Or leurs propos qui chaque fois relancent l'intérêt sont illustrés par des pièces musicales anecdotiques et qui ne touchent jamais ou presque au cœur du sujet. Dès  lors malgré les moyens mis en œuvre : mise en espace, costumes, lumières, vidéo, le propos retombe comme un soufflé mal  travaillé. Il manque d'évidence là une réelle exigence dramaturgique, une écriture pour construire un authentique spectacle. On imagine ce qu'un Jean-François Perret aurait su tirer d'un tel sujet.

Le talent des membres de l'ensemble Clément Janequin n'est pas en cause — tous sont excellents comédiens et de bons diseurs, les voix sont superbes, leur  virtuosité incontestable que révèlent quelques polyphonies Renaissance, mais ils ne parviennent pas à susciter l'intérêt avec des pièces qui, pour être tirée de derrière les fagots, ne possèdent  pas la moindre originalité formelle ou un véritable rapport de fond avec le propos, si ce n'est vaguement dans leur titre.

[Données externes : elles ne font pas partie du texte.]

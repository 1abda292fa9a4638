//! Slate Notification Plugin
//!
//! Registers `notifications.info`, which asks the user for a message and
//! shows it as an informational notification.

mod info;

pub use info::{InfoNotifier, InfoCommand, COMMAND_ID, PROMPT_TITLE};

use slate_plugin::Plugin;

/// Plugins bundled with this crate, in activation order
pub fn bundled_plugins() -> Vec<Box<dyn Plugin>> {
    vec![Box::new(InfoNotifier::new())]
}
//! Line-oriented console surfaces
//!
//! The same input stream feeds both the command loop and the omnibar, so
//! a prompt simply consumes the next line the user types.

use async_trait::async_trait;
use slate_core::{InputOptions, Notification, NotificationId, PluginResult};
use slate_plugin::{Notifications, Omnibar};
use std::sync::atomic::{AtomicU64, Ordering};
use tokio::io::{AsyncBufRead, AsyncBufReadExt, AsyncWrite, AsyncWriteExt, Lines};
use tokio::sync::Mutex;

const PROMPT: &str = "> ";

pub struct Console<R, W> {
    input: Mutex<Lines<R>>,
    output: Mutex<W>,
    last_notification: AtomicU64,
}

impl<R, W> Console<R, W>
where
    R: AsyncBufRead + Unpin + Send,
    W: AsyncWrite + Unpin + Send,
{
    pub fn new(input: R, output: W) -> Self {
        Self {
            input: Mutex::new(input.lines()),
            output: Mutex::new(output),
            last_notification: AtomicU64::new(0),
        }
    }

    /// Next input line without its line ending; `None` at end of input.
    pub async fn read_line(&self) -> PluginResult<Option<String>> {
        let mut input = self.input.lock().await;
        Ok(input.next_line().await?)
    }

    pub async fn write_line(&self, text: &str) -> PluginResult<()> {
        let mut output = self.output.lock().await;
        output.write_all(text.as_bytes()).await?;
        output.write_all(b"\n").await?;
        output.flush().await?;
        Ok(())
    }

    async fn write_prompt(&self) -> PluginResult<()> {
        let mut output = self.output.lock().await;
        output.write_all(PROMPT.as_bytes()).await?;
        output.flush().await?;
        Ok(())
    }
}

#[async_trait]
impl<R, W> Omnibar for Console<R, W>
where
    R: AsyncBufRead + Unpin + Send,
    W: AsyncWrite + Unpin + Send,
{
    async fn show_input(&self, title: &str, options: InputOptions) -> PluginResult<Option<String>> {
        let header = match &options.placeholder {
            Some(placeholder) => format!("{} [{}]", title, placeholder),
            None => title.to_string(),
        };
        self.write_line(&header).await?;
        self.write_prompt().await?;
        self.read_line().await
    }
}

#[async_trait]
impl<R, W> Notifications for Console<R, W>
where
    R: AsyncBufRead + Unpin + Send,
    W: AsyncWrite + Unpin + Send,
{
    async fn notify(&self, notification: Notification) -> PluginResult<NotificationId> {
        let id = self.last_notification.fetch_add(1, Ordering::Relaxed) + 1;
        self.write_line(&notification.to_string()).await?;
        Ok(NotificationId(id))
    }
}

#[cfg(test)]
impl<R> Console<R, Vec<u8>>
where
    R: AsyncBufRead + Unpin + Send,
{
    pub async fn output_text(&self) -> String {
        String::from_utf8_lossy(&self.output.lock().await).into_owned()
    }
}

On se demande du coup ce que viennent faire dans ce programme  Le cri du poilu de Vincent Scotto et plus encore Les fesses des Frères Jacques . Quant aux Voix de Paris de Jean-Georges Kastner ou Les cris de la rue d'Edouard Deransard, ce sont des pièces parfaitement anodines, sans parler du Cri du Bagnerais d'Alfred Roland qui même au second degré paraît absolument interminable et hors de propos.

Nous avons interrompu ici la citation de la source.